Il s'en déduit que Mme Carton doit être considérée comme un investisseur averti, ce qui exclut la notion de jeu et, partant, l'existence d'une convention contraire à l'ordre public comme elle le soutient à tort. Elle s'est lancée sur le marché des options en connaissance de cause des gains importants qu'elle pouvait en espérer - dont elle a d'ailleurs profité - et des risques tout aussi importants qu'il comportait, risques qu'elle était par ailleurs capable d'évaluer quotidiennement. Eu égard à l'effet de levier des options put, la hauteur de la perte en rapport avec le capital investi ne constitue pas une preuve ni même une présomption de l'existence d'une faute dans le chef de l'intermédiaire financier.

Il n'est donc pas établi que si U.B.B. avait fait signer préalablement une convention et exigé avant chaque opération une couverture, le niveau d'information de Mme Carton sur les produits dérivés se serait accrû à un point tel qu'elle aurait renoncé à pareille spéculation.

Il n'est pas établi non plus que cette couverture aurait eu un effet dissuasif eu égard à l'impécuniosité alléguée de Mme Carton puisque, à défaut d'éléments probants, il est impossible pour la cour de calculer la couverture qu'elle aurait dû constituer et dire si celle-ci aurait eu un effet dissuasif. En effet, pour ce faire, il y a lieu de ne tenir compte que de la couverture éventuelle à pourvoir au moment de l'émission de l'option et pas de celles exigibles en complément lorsque les cours ont chuté; or, en l'espèce, Mme Carton ne fournit aucun élément sur le cours des valeurs sous-jacentes.

Il n'existe donc pas de lien de causalité entre l'abstention d'U.B.B. d'exiger de Mme Carton une couverture et le préjudice subi par elle.

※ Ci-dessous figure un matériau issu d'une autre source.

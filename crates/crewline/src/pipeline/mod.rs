//! The four-stage crew: Specify → Plan → Implement → Verify.
//!
//! [`Pipeline::run`] builds all four agents up front (a configuration error
//! aborts before the first model call), then runs the stages strictly in
//! order. Each stage sees the outputs of the stages it depends on as context.
//! The first failing stage ends the run; artifacts from earlier stages stay on
//! disk.

pub mod archive;

use std::fmt;
use std::path::{Path, PathBuf};

use tracing::{info, warn};

use crate::DEFAULT_MAX_TOKENS;
use crate::agent::config::AgentsConfig;
use crate::agent::events::{Chain, EventHandler, HarnessEvent, NoopHandler};
use crate::agent::factory::AgentFactory;
use crate::agent::runner::StageRunner;
use crate::api::client::ChatBackend;
use crate::api::cost::{CostTotals, CostTracker};
use crate::api::retry::RetryConfig;
use crate::context::{DEFAULT_PRUNE_BUDGET, prune_context};
use crate::error::CrewError;
use crate::tools::aider::{AiderTool, CodeEditorConfig};
use crate::tools::core::ToolSet;

pub use archive::{archive_request, ensure_task_file, sanitize_topic};

// ── Stages ─────────────────────────────────────────────────────────

/// One step of the crew, in execution order.
#[derive(Debug, Clone, Copy, PartialEq, Eq, Hash)]
pub enum Stage {
    Specify,
    Plan,
    Implement,
    Verify,
}

impl Stage {
    pub const ALL: [Stage; 4] = [Stage::Specify, Stage::Plan, Stage::Implement, Stage::Verify];

    /// Role key of the agent that runs this stage.
    pub fn role_key(self) -> &'static str {
        match self {
            Stage::Specify => "product_manager",
            Stage::Plan => "architect",
            Stage::Implement => "developer",
            Stage::Verify => "qa_engineer",
        }
    }

    /// Earlier stages whose output this stage reads, in prompt order.
    pub fn context_deps(self) -> &'static [Stage] {
        match self {
            Stage::Specify => &[],
            Stage::Plan => &[Stage::Specify],
            Stage::Implement => &[Stage::Plan, Stage::Specify],
            Stage::Verify => &[Stage::Implement],
        }
    }

    /// File name of the stage's artifact under the specs directory.
    pub fn artifact_name(self) -> Option<&'static str> {
        match self {
            Stage::Specify => Some("feature_spec.md"),
            Stage::Plan => Some("implementation_plan.md"),
            Stage::Implement | Stage::Verify => None,
        }
    }

    pub fn expected_output(self) -> &'static str {
        match self {
            Stage::Specify => "Markdown Feature Spec with Acceptance Criteria.",
            Stage::Plan => "JSON/Markdown File Logic & Schema.",
            Stage::Implement => "Source code execution logs.",
            Stage::Verify => "Test Results Log.",
        }
    }

    /// Task description. Only Specify embeds the request itself.
    pub fn description(self, request: &str) -> String {
        match self {
            Stage::Specify => {
                format!("Analyze Request: '{request}'. Create detailed Feature Spec.")
            }
            Stage::Plan => "Create technical implementation plan based on Feature Spec.".into(),
            Stage::Implement => "Implement code in src/ based on the Plan. You MUST use Aider to \
                                 edit files. You MUST modify App.tsx to include the new features. \
                                 Do not stop until the code is fully implemented and compiled."
                .into(),
            Stage::Verify => "Write and run Vitest tests. Fix if failed.".into(),
        }
    }

    /// Full user prompt: description, expected output and prior-stage context.
    pub fn prompt(self, request: &str, context: &[&str]) -> String {
        let mut prompt = format!(
            "{}\n\nThis is the expected criteria for your final answer: {}\n\
             You MUST return the actual complete content as the final answer, not a summary.",
            self.description(request),
            self.expected_output()
        );
        if !context.is_empty() {
            prompt.push_str("\n\nThis is the context you're working with:\n");
            prompt.push_str(&context.join("\n\n"));
        }
        prompt
    }
}

impl fmt::Display for Stage {
    fn fmt(&self, f: &mut fmt::Formatter<'_>) -> fmt::Result {
        f.write_str(match self {
            Stage::Specify => "Specify",
            Stage::Plan => "Plan",
            Stage::Implement => "Implement",
            Stage::Verify => "Verify",
        })
    }
}

// ── Config and report ──────────────────────────────────────────────

/// Where the crew works and how much text it sends.
#[derive(Debug, Clone)]
pub struct PipelineConfig {
    /// Project directory the crew works in.
    pub workdir: PathBuf,
    /// Artifact directory, relative to `workdir` unless absolute.
    pub specs_dir: PathBuf,
    /// Character budget for the task description.
    pub prune_budget: usize,
    pub code_editor: CodeEditorConfig,
}

impl Default for PipelineConfig {
    fn default() -> Self {
        Self {
            workdir: PathBuf::from("."),
            specs_dir: PathBuf::from("docs/specs"),
            prune_budget: DEFAULT_PRUNE_BUDGET,
            code_editor: CodeEditorConfig::default(),
        }
    }
}

impl PipelineConfig {
    pub fn specs_path(&self) -> PathBuf {
        self.workdir.join(&self.specs_dir)
    }
}

/// Output of one stage.
#[derive(Debug, Clone)]
pub struct StageOutput {
    pub stage: Stage,
    pub text: String,
    /// Where the output was written, for stages with an artifact.
    pub artifact: Option<PathBuf>,
    pub rounds: u32,
    /// Spend attributed to this stage, when a cost tracker is attached.
    pub cost_usd: Option<f64>,
}

/// Result of a full run.
#[derive(Debug, Clone)]
pub struct PipelineReport {
    pub stages: Vec<StageOutput>,
    /// Session totals, when a cost tracker is attached.
    pub cost: Option<CostTotals>,
}

impl PipelineReport {
    pub fn stage(&self, stage: Stage) -> Option<&StageOutput> {
        self.stages.iter().find(|s| s.stage == stage)
    }

    /// The last stage's answer (the QA log).
    pub fn final_output(&self) -> &str {
        self.stages.last().map_or("", |s| s.text.as_str())
    }
}

// ── Pipeline ───────────────────────────────────────────────────────

/// Runs the four stages over a chat backend.
///
/// ```ignore
/// let cost = CostTracker::new();
/// let report = Pipeline::new(&client, PipelineConfig::default())
///     .with_event_handler(&LoggingHandler)
///     .with_cost_tracker(&cost)
///     .run(&agents, &task)
///     .await?;
/// ```
pub struct Pipeline<'a> {
    backend: &'a dyn ChatBackend,
    config: PipelineConfig,
    factory: AgentFactory,
    tools: ToolSet,
    handler: &'a dyn EventHandler,
    cost: Option<&'a CostTracker>,
    max_tokens: u32,
    retry_backoff: RetryConfig,
}

impl<'a> Pipeline<'a> {
    pub fn new(backend: &'a dyn ChatBackend, config: PipelineConfig) -> Self {
        let tools = ToolSet::new().with(AiderTool::new(config.code_editor.clone()));
        Self {
            backend,
            config,
            factory: AgentFactory::default(),
            tools,
            handler: &NoopHandler,
            cost: None,
            max_tokens: DEFAULT_MAX_TOKENS,
            retry_backoff: RetryConfig::default(),
        }
    }

    pub fn with_event_handler(mut self, handler: &'a dyn EventHandler) -> Self {
        self.handler = handler;
        self
    }

    /// Attach the session cost tracker. It observes every completion.
    pub fn with_cost_tracker(mut self, cost: &'a CostTracker) -> Self {
        self.cost = Some(cost);
        self
    }

    pub fn with_agent_factory(mut self, factory: AgentFactory) -> Self {
        self.factory = factory;
        self
    }

    /// Replace the tool set (the default holds the aider tool).
    pub fn with_tools(mut self, tools: ToolSet) -> Self {
        self.tools = tools;
        self
    }

    pub fn with_max_tokens(mut self, max_tokens: u32) -> Self {
        self.max_tokens = max_tokens;
        self
    }

    /// Backoff timing between completion retries.
    pub fn with_retry_backoff(mut self, retry: RetryConfig) -> Self {
        self.retry_backoff = retry;
        self
    }

    pub fn config(&self) -> &PipelineConfig {
        &self.config
    }

    /// Run every stage on `task`.
    pub async fn run(&self, agents: &AgentsConfig, task: &str) -> Result<PipelineReport, CrewError> {
        let roles = Stage::ALL.map(Stage::role_key);
        let descriptors = self.factory.build_all(&roles, agents)?;

        let specs_dir = self.config.specs_path();
        std::fs::create_dir_all(&specs_dir).map_err(|source| CrewError::Artifact {
            path: specs_dir.clone(),
            source,
        })?;

        let request = prune_context(task, self.config.prune_budget);
        let chain = Chain(self.handler, self.cost.map(|c| c as &dyn EventHandler));
        info!("[Crew] Launching workflow ({} stages)", Stage::ALL.len());

        let mut outputs: Vec<StageOutput> = Vec::with_capacity(Stage::ALL.len());
        for (stage, agent) in Stage::ALL.into_iter().zip(&descriptors) {
            chain.on_event(&HarnessEvent::StageStart {
                stage,
                agent: &agent.key,
            });

            let prompt = {
                let context: Vec<&str> = stage
                    .context_deps()
                    .iter()
                    .filter_map(|dep| outputs.iter().find(|o| o.stage == *dep))
                    .map(|o| o.text.as_str())
                    .collect();
                stage.prompt(&request, &context)
            };

            let runner = StageRunner::new(self.backend, &self.tools, &chain)
                .with_max_tokens(self.max_tokens)
                .with_retry_backoff(self.retry_backoff.clone());

            let spent_before = self.cost.map(CostTracker::total);
            let run = runner
                .run(agent, &prompt)
                .await
                .map_err(|message| CrewError::Stage { stage, message })?;
            // Later stages build on this output, so an empty answer stops the run.
            if run.output.trim().is_empty() {
                return Err(CrewError::Stage {
                    stage,
                    message: format!("agent '{}' returned an empty answer", agent.key),
                });
            }
            if !run.finished {
                warn!("[{stage}] using last answer after hitting the iteration limit");
            }

            let artifact = match stage.artifact_name() {
                Some(name) => Some(write_artifact(&specs_dir.join(name), &run.output)?),
                None => None,
            };

            chain.on_event(&HarnessEvent::StageFinished {
                stage,
                output_chars: run.output.chars().count(),
            });
            outputs.push(StageOutput {
                stage,
                text: run.output,
                artifact,
                rounds: run.rounds,
                cost_usd: self
                    .cost
                    .zip(spent_before)
                    .map(|(c, before)| c.total() - before),
            });
        }

        Ok(PipelineReport {
            stages: outputs,
            cost: self.cost.map(CostTracker::totals),
        })
    }
}

fn write_artifact(path: &Path, text: &str) -> Result<PathBuf, CrewError> {
    std::fs::write(path, text).map_err(|source| CrewError::Artifact {
        path: path.to_path_buf(),
        source,
    })?;
    info!("Wrote {}", path.display());
    Ok(path.to_path_buf())
}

L'appel sur ce point n'est pas fondé.

b. Sur le retard à réaliser le portefeuille

13. Mme Carton ne peut faire le reproche à U.B.B. de ne pas avoir réalisé son portefeuille et dénoué les opérations sur option immédiatement après lui avoir adressé une mise en demeure d'apurer son solde débiteur et constaté qu'elle n'exécutait pas ses obligations.

Dans sa lettre du 30 novembre 2000, Mme Carton demandait de pouvoir disposer d'un certain délai afin de pouvoir faire face à ses obligations sans trop de préjudice, étant donné la conjoncture de la bourse. C'est donc qu'elle espérait un redressement de celle-ci puisque nul, en ce compris U.B.B., ne pouvait prévoir que la tendance baissière de la fin de l'année 2000 allait s'accentuer en 2001. Il ne peut donc être fait grief à U.B.B. d'avoir accédé à sa demande. De plus, la réalisation forcée du portefeuille ne constitue qu'une faculté dans le chef d'U.B.B. et pas une obligation.

Par ailleurs, il n'est pas contesté que Mme Carton recevait régulièrement ses extraits de compte. Elle pouvait donc se rendre compte de l'évolution de son portefeuille et, en sa qualité d'investisseur averti, avait toute possibilité pour donner à U.B.B. des instructions précises pour dénouer ses positions en vendant son portefeuille quand bon lui semblait, ce qu'elle n'a pas fait.

L'appel sur ce point n'est pas fondé.

V. Conclusion

Pour ces motifs, la cour,

Dit l'appel recevable mais non fondé et en déboute Mme Carton.